With the regular season less than two months away, the Oakland Raiders look to finally get over the hump and make the postseason for the first time in nearly a decade.
The Raiders have been stuck at .500 for the past two seasons, but it's been a big step from where they were just a few years ago, when they were the laughing stock of the NFL.
As training camp is set to start at the end of July, let's take a look at five Raiders who need to be great in order for Oakland to have a successful campaign in 2012.
The Raiders' offensive-line problems got a glimmer of hope when they drafted 25-year-old rookie Tony Bergstrom with their first pick in this year's draft.
According to Vittorio Tafur of the San Francisco Chronicle, Bergstrom isn't expected to start until next season.
However, he has the ability to play tackle and guard efficiently—something the Raiders can only benefit from. If any of their linemen goes down, look for Bergstrom to leave a big impression on first-year head coach Dennis Allen.
The Raiders cut veteran Cooper Carlisle in the offseason, just to bring him back shortly thereafter to save money. Since Carlisle is expected to remain the starter at left guard this season, Bergstrom will most likely have to wait until Carlisle's one-year contract is up.
Now, the Raiders have a veteran lineman who has proven he can stay healthy and a versatile rookie who can play anywhere on the line.
Former Carolina Panther Mike Goodson will battle with Taiwan Jones for the backup role to Darren McFadden.

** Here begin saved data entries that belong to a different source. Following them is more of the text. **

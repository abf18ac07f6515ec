//! Candidate fact validation.
//!
//! Checks run in a fixed order: relation kind, temporal status, metadata
//! shape, then the duplicate lookup against the owner's active facts.

use anyhow::Result;
use chrono::NaiveDate;
use schemars::JsonSchema;
use serde::{Deserialize, Serialize};
use serde_json::Value;

use crate::error::{PipelineError, PipelineResult};
use crate::graph::{FactDraft, FactStatus, Intensity, RelationKind};
use crate::metadata::RelationMetadata;

/// Raw fact as produced by an extraction collaborator
#[derive(Debug, Clone, Default, Serialize, Deserialize, JsonSchema)]
pub struct CandidateFact {
    /// Subject as it was mentioned in the story
    pub subject: String,
    /// Explicit subject id, when the collaborator already knows it
    #[serde(default, rename = "subjectId")]
    pub subject_id: Option<String>,
    #[serde(rename = "relationKind")]
    pub relation_kind: String,
    #[serde(rename = "objectLabel")]
    pub object_label: String,
    #[serde(default, rename = "objectType")]
    pub object_type: Option<String>,
    #[serde(default)]
    pub intensity: Option<String>,
    #[serde(default)]
    pub confidence: Option<f64>,
    #[serde(default)]
    pub category: Option<String>,
    #[serde(default)]
    pub metadata: Option<Value>,
    #[serde(default)]
    pub status: Option<String>,
    #[serde(default, rename = "validFrom")]
    pub valid_from: Option<String>,
    #[serde(default, rename = "validTo")]
    pub valid_to: Option<String>,
}

impl CandidateFact {
    pub fn new(
        subject: impl Into<String>,
        relation_kind: impl Into<String>,
        object_label: impl Into<String>,
    ) -> Self {
        Self {
            subject: subject.into(),
            relation_kind: relation_kind.into(),
            object_label: object_label.into(),
            ..Default::default()
        }
    }

    pub fn with_confidence(mut self, confidence: f64) -> Self {
        self.confidence = Some(confidence);
        self
    }

    pub fn with_status(mut self, status: impl Into<String>) -> Self {
        self.status = Some(status.into());
        self
    }

    pub fn with_metadata(mut self, metadata: Value) -> Self {
        self.metadata = Some(metadata);
        self
    }
}

/// Lookup of active (non-deleted) canonical facts
pub trait FactIndex {
    /// Id of an active fact with exactly this subject, kind and label
    fn find_active_fact(
        &self,
        user_id: &str,
        subject_id: &str,
        kind: RelationKind,
        object_label: &str,
    ) -> Result<Option<String>>;
}

pub fn parse_kind(raw: &str) -> PipelineResult<RelationKind> {
    raw.parse()
        .map_err(|_| PipelineError::InvalidRelationKind(raw.to_string()))
}

pub fn parse_status(raw: Option<&str>) -> PipelineResult<FactStatus> {
    match raw.map(str::trim).filter(|s| !s.is_empty()) {
        None => Ok(FactStatus::default()),
        Some(s) => s
            .parse()
            .map_err(|_| PipelineError::InvalidStatus(s.to_string())),
    }
}

fn lenient_date(raw: Option<&str>) -> Option<NaiveDate> {
    raw.and_then(|s| NaiveDate::parse_from_str(s.trim(), "%Y-%m-%d").ok())
}

fn non_empty(raw: Option<&str>) -> Option<String> {
    raw.map(str::trim)
        .filter(|s| !s.is_empty())
        .map(str::to_string)
}

pub fn normalize_confidence(raw: Option<f64>, default: f64) -> f64 {
    match raw {
        Some(c) if c.is_finite() => c.clamp(0.0, 1.0),
        _ => default.clamp(0.0, 1.0),
    }
}

/// Steps 1-3: shape a raw candidate into a draft bound to `subject_id`.
pub fn validate_candidate(
    candidate: &CandidateFact,
    subject_id: &str,
    story_id: Option<&str>,
    default_confidence: f64,
) -> PipelineResult<FactDraft> {
    let relation_kind = parse_kind(&candidate.relation_kind)?;
    let status = parse_status(candidate.status.as_deref())?;
    let metadata = RelationMetadata::parse(relation_kind, candidate.metadata.as_ref())?;

    let object_label = candidate.object_label.trim();
    if object_label.is_empty() {
        return Err(PipelineError::EmptyObjectLabel);
    }

    Ok(FactDraft {
        subject_id: subject_id.to_string(),
        relation_kind,
        object_label: object_label.to_string(),
        object_type: non_empty(candidate.object_type.as_deref()),
        intensity: candidate
            .intensity
            .as_deref()
            .and_then(|s| s.parse::<Intensity>().ok()),
        confidence: normalize_confidence(candidate.confidence, default_confidence),
        category: non_empty(candidate.category.as_deref()),
        metadata,
        status,
        valid_from: lenient_date(candidate.valid_from.as_deref()),
        valid_to: lenient_date(candidate.valid_to.as_deref()),
        story_id: story_id.map(str::to_string),
    })
}

/// Re-check a staged draft before commit; staged JSON may be stale or hand-edited.
///
/// Metadata shaped for another kind is re-shaped for the draft's kind.
pub fn revalidate(mut draft: FactDraft) -> PipelineResult<FactDraft> {
    let label = draft.object_label.trim();
    if label.is_empty() {
        return Err(PipelineError::EmptyObjectLabel);
    }
    draft.object_label = label.to_string();
    draft.metadata = draft.metadata.reshape(draft.relation_kind)?;
    draft.confidence = normalize_confidence(Some(draft.confidence), 0.5);
    Ok(draft)
}

/// Step 4: exact-match duplicate lookup
pub fn check_duplicate<I: FactIndex + ?Sized>(
    index: &I,
    user_id: &str,
    draft: &FactDraft,
) -> PipelineResult<()> {
    match index.find_active_fact(
        user_id,
        &draft.subject_id,
        draft.relation_kind,
        &draft.object_label,
    )? {
        Some(existing_id) => Err(PipelineError::DuplicateFact { existing_id }),
        None => Ok(()),
    }
}

/// Full validation: shape checks, then duplicate lookup
pub fn validate<I: FactIndex + ?Sized>(
    index: &I,
    user_id: &str,
    candidate: &CandidateFact,
    subject_id: &str,
    story_id: Option<&str>,
    default_confidence: f64,
) -> PipelineResult<FactDraft> {
    let draft = validate_candidate(candidate, subject_id, story_id, default_confidence)?;
    check_duplicate(index, user_id, &draft)?;
    Ok(draft)
}

#[cfg(test)]
mod tests {
    use super::*;
    use serde_json::json;

    struct Existing(Vec<(&'static str, RelationKind, &'static str)>);

    impl FactIndex for Existing {
        fn find_active_fact(
            &self,
            _user_id: &str,
            subject_id: &str,
            kind: RelationKind,
            object_label: &str,
        ) -> Result<Option<String>> {
            Ok(self
                .0
                .iter()
                .position(|(s, k, l)| *s == subject_id && *k == kind && *l == object_label)
                .map(|i| format!("fact-{}", i)))
        }
    }

    #[test]
    fn unknown_kind_is_rejected_first() {
        let candidate = CandidateFact::new("Sarah", "ADORES", "sushi").with_status("someday");
        let err = validate_candidate(&candidate, "p1", None, 0.5).unwrap_err();
        assert!(matches!(err, PipelineError::InvalidRelationKind(k) if k == "ADORES"));
    }

    #[test]
    fn unknown_status_is_rejected() {
        let candidate = CandidateFact::new("Sarah", "LIKES", "sushi").with_status("someday");
        let err = validate_candidate(&candidate, "p1", None, 0.5).unwrap_err();
        assert!(matches!(&err, PipelineError::InvalidStatus(s) if s == "someday"));
        assert!(err.is_actionable());
    }

    #[test]
    fn missing_status_defaults_to_current() {
        let draft =
            validate_candidate(&CandidateFact::new("Sarah", "likes", " sushi "), "p1", None, 0.5)
                .unwrap();
        assert_eq!(draft.status, FactStatus::Current);
        assert_eq!(draft.relation_kind, RelationKind::Likes);
        assert_eq!(draft.object_label, "sushi");
        assert_eq!(draft.confidence, 0.5);
    }

    #[test]
    fn identity_without_category_fails_metadata_step() {
        let candidate = CandidateFact::new("Sarah", "IDENTIFIES_AS", "Buddhist");
        let err = validate_candidate(&candidate, "p1", None, 0.5).unwrap_err();
        assert!(matches!(err, PipelineError::InvalidMetadata(_)));

        let ok = candidate.with_metadata(json!({"category": "religion"}));
        assert!(validate_candidate(&ok, "p1", None, 0.5).is_ok());
    }

    #[test]
    fn soft_fields_are_coerced_not_rejected() {
        let mut candidate = CandidateFact::new("Sarah", "FEARS", "heights").with_confidence(7.0);
        candidate.intensity = Some("enormous".into());
        candidate.valid_from = Some("last summer".into());
        candidate.valid_to = Some("2024-05-01".into());
        let draft = validate_candidate(&candidate, "p1", Some("s1"), 0.5).unwrap();
        assert_eq!(draft.intensity, None);
        assert_eq!(draft.confidence, 1.0);
        assert_eq!(draft.valid_from, None);
        assert_eq!(draft.valid_to, NaiveDate::from_ymd_opt(2024, 5, 1));
        assert_eq!(draft.story_id.as_deref(), Some("s1"));
    }

    #[test]
    fn blank_object_label_is_rejected() {
        let candidate = CandidateFact::new("Sarah", "LIKES", "   ");
        assert!(matches!(
            validate_candidate(&candidate, "p1", None, 0.5),
            Err(PipelineError::EmptyObjectLabel)
        ));
    }

    #[test]
    fn exact_duplicate_is_flagged() {
        let index = Existing(vec![("p1", RelationKind::Likes, "sushi")]);
        let dup = CandidateFact::new("Sarah", "LIKES", "sushi");
        let err = validate(&index, "u1", &dup, "p1", None, 0.5).unwrap_err();
        assert!(matches!(err, PipelineError::DuplicateFact { existing_id } if existing_id == "fact-0"));

        // Exact-match semantics: different label case is a different fact
        let other = CandidateFact::new("Sarah", "LIKES", "Sushi");
        assert!(validate(&index, "u1", &other, "p1", None, 0.5).is_ok());
    }

    #[test]
    fn revalidate_reshapes_mismatched_metadata() {
        let mut draft = validate_candidate(
            &CandidateFact::new("Sarah", "HAS_SKILL", "chess")
                .with_metadata(json!({"level": "expert", "context": "club"})),
            "p1",
            None,
            0.5,
        )
        .unwrap();
        draft.relation_kind = RelationKind::Likes;
        let fixed = revalidate(draft).unwrap();
        assert!(fixed.metadata.fits(RelationKind::Likes));

        let mut blank = fixed.clone();
        blank.object_label = "  ".into();
        assert!(matches!(revalidate(blank), Err(PipelineError::EmptyObjectLabel)));
    }
}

While Goodson has more NFL experience than Jones, he's known for his inability to hang on to the football—something that must be fixed if he wants to be the No. 2.
In 2010 as a member of the Panthers, Goodson fumbled six times while only making three starts.

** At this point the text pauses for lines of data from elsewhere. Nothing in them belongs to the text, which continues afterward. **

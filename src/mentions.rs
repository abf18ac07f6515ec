//! `@name` mention parsing.
//!
//! All offsets are character offsets (not bytes) so they line up with caret
//! positions reported by text inputs. Parsing is pure: the same text and
//! caret always produce the same result.

use schemars::JsonSchema;
use serde::{Deserialize, Serialize};

/// A person reference found in text
#[derive(Debug, Clone, PartialEq, Eq, Serialize, Deserialize, JsonSchema)]
pub struct Mention {
    /// Name without the `@` / `@+` prefix
    pub name: String,
    /// Character offset of the `@`
    pub start: usize,
    /// Character offset one past the last name character
    pub end: usize,
    /// `@+name`: always create a new person, never look up
    #[serde(rename = "forcedCreate")]
    pub forced_create: bool,
    /// Bound identity, filled in after resolution
    #[serde(rename = "personId", skip_serializing_if = "Option::is_none")]
    pub person_id: Option<String>,
}

/// The token currently being typed under the caret
#[derive(Debug, Clone, PartialEq, Eq, Serialize, Deserialize, JsonSchema)]
pub struct LiveMention {
    /// Partial name typed so far (may be empty right after `@`)
    pub query: String,
    /// Character offset of the `@`
    pub start: usize,
    #[serde(rename = "forcedCreate")]
    pub forced_create: bool,
}

#[derive(Debug, Clone, PartialEq, Eq, Serialize, Deserialize, JsonSchema)]
pub struct ParsedText {
    pub mentions: Vec<Mention>,
    #[serde(skip_serializing_if = "Option::is_none")]
    pub live: Option<LiveMention>,
}

fn is_word(c: char) -> bool {
    c.is_alphanumeric() || c == '_'
}

/// An `@` only opens a token at a word boundary, so `ana@example.com` is not a mention
fn opens_token(chars: &[char], at: usize) -> bool {
    chars[at] == '@' && (at == 0 || !is_word(chars[at - 1]))
}

/// Parse complete mentions and the live token in one pass
pub fn parse(text: &str, caret: usize) -> ParsedText {
    ParsedText {
        mentions: extract_mentions(text),
        live: live_mention(text, caret),
    }
}

/// All complete `@name` / `@+name` tokens in order of appearance
pub fn extract_mentions(text: &str) -> Vec<Mention> {
    let chars: Vec<char> = text.chars().collect();
    let mut mentions = Vec::new();
    let mut i = 0;

    while i < chars.len() {
        if !opens_token(&chars, i) {
            i += 1;
            continue;
        }

        let mut j = i + 1;
        let forced_create = chars.get(j) == Some(&'+');
        if forced_create {
            j += 1;
        }
        let name_start = j;
        while j < chars.len() && is_word(chars[j]) {
            j += 1;
        }

        if j > name_start {
            mentions.push(Mention {
                name: chars[name_start..j].iter().collect(),
                start: i,
                end: j,
                forced_create,
                person_id: None,
            });
            i = j;
        } else {
            i += 1;
        }
    }

    mentions
}

/// The unterminated token ending at `caret`, if any.
///
/// `caret` is clamped to the text length.
pub fn live_mention(text: &str, caret: usize) -> Option<LiveMention> {
    let chars: Vec<char> = text.chars().collect();
    let caret = caret.min(chars.len());

    let mut name_start = caret;
    while name_start > 0 && is_word(chars[name_start - 1]) {
        name_start -= 1;
    }

    let (at, forced_create) = match name_start {
        0 => return None,
        n if chars[n - 1] == '@' => (n - 1, false),
        n if n >= 2 && chars[n - 1] == '+' && chars[n - 2] == '@' => (n - 2, true),
        _ => return None,
    };

    if !opens_token(&chars, at) {
        return None;
    }

    Some(LiveMention {
        query: chars[name_start..caret].iter().collect(),
        start: at,
        forced_create,
    })
}

/// Rebuild `text`, replacing each mention token with `render(mention, raw_token)`.
///
/// Passing a renderer that returns `raw_token` unchanged reproduces the input.
pub fn highlight_mentions<F>(text: &str, mut render: F) -> String
where
    F: FnMut(&Mention, &str) -> String,
{
    let chars: Vec<char> = text.chars().collect();
    let mut out = String::with_capacity(text.len());
    let mut cursor = 0;

    for mention in extract_mentions(text) {
        out.extend(&chars[cursor..mention.start]);
        let raw: String = chars[mention.start..mention.end].iter().collect();
        out.push_str(&render(&mention, &raw));
        cursor = mention.end;
    }
    out.extend(&chars[cursor..]);
    out
}

/// Text with mention prefixes removed (`@+Marco` becomes `Marco`)
pub fn strip_mentions(text: &str) -> String {
    highlight_mentions(text, |m, _| m.name.clone())
}

/// Distinct names in first-detection order, compared case-insensitively
pub fn distinct_names(mentions: &[Mention]) -> Vec<&Mention> {
    let mut seen: Vec<String> = Vec::new();
    let mut out = Vec::new();
    for m in mentions {
        let key = m.name.to_lowercase();
        if !seen.contains(&key) {
            seen.push(key);
            out.push(m);
        }
    }
    out
}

McFadden hasn't played in more than 13 games in a season since being drafted in 2008, and Oakland must be ready to bring in a solid backup if he goes down this season.
While Goodson has the potential to be a solid No. 2, he must impress in training camp, or it will be Jones that will see more time if McFadden gets hurt.
The Raiders don't have the luxury of relying on Michael Bush this season, and finding a consistent running game is eminent if they want to be relevant in 2012.
In 2011, wide receiver Darrius Heyward-Bey finally showed signs of being a great receiver in the NFL after catching 64 passes for 975 yards and four touchdowns.
Last year, his receiving yards doubled his total from his first two seasons combined.
Now that he's shown he's able to be a consistent target for Carson Palmer, the speedy Heyward-Bey must continue his success this season. He will be the No. 1 receiver for Palmer and serves as a legitimate deep threat for the Oakland passing attack.
With speedsters Denarius Moore, Jacoby Ford and Heyward-Bey leading the Raiders' receiving core, Oakland has the ability to run circles around opposing secondaries.
The time is now for Heyward-Bey to prove to everyone he was worthy of being the No. 7 overall pick back in 2009.
With the exception of Rolando McClain, the Raiders are very limited at the linebacker position.
After making a trade with Seattle midseason last year to acquire Aaron Curry, Oakland is hoping he can live up to the hype he received before being selected No. 4 overall in 2009.
The Raiders' linebacker core has a completely different look to it than it had last year. If Curry can regain the form he showed at Wake Forest, as well as his first two seasons with the Seahawks, then Oakland can finally take some of the pressure off McClain.
Of course after last season, the Raiders really can't get any worse at linebacker.
It will be a risk to see which Curry will show up this year. Luckily for him, he has training camp to help him finally complete the transition from college to the NFL.
Even though Carson Palmer will be the starting quarterback for the Raiders once the season starts (barring injury of course), he must turn heads in training camp.
Palmer showed some impressive signs for Oakland last year after an abysmal start that really can't even be counted. Now, he has a handful of young, speedy receivers, an improved offensive line and a solid running game to help him out.
There's no reason for Palmer to struggle this year.
Playing in the same division as Peyton Manning and Philip Rivers will be difficult for Palmer, but he has the tools to lead Oakland to the postseason.
Even though he restructured his contract in March, first disclosed in an official Oakland Raiders tweet, Pro Football Talk's Mike Florio reported that Palmer will still be making $11.5 million just from a signing bonus alone over the next three seasons.
With as much money as the Raiders are paying him, he better take them to the playoffs.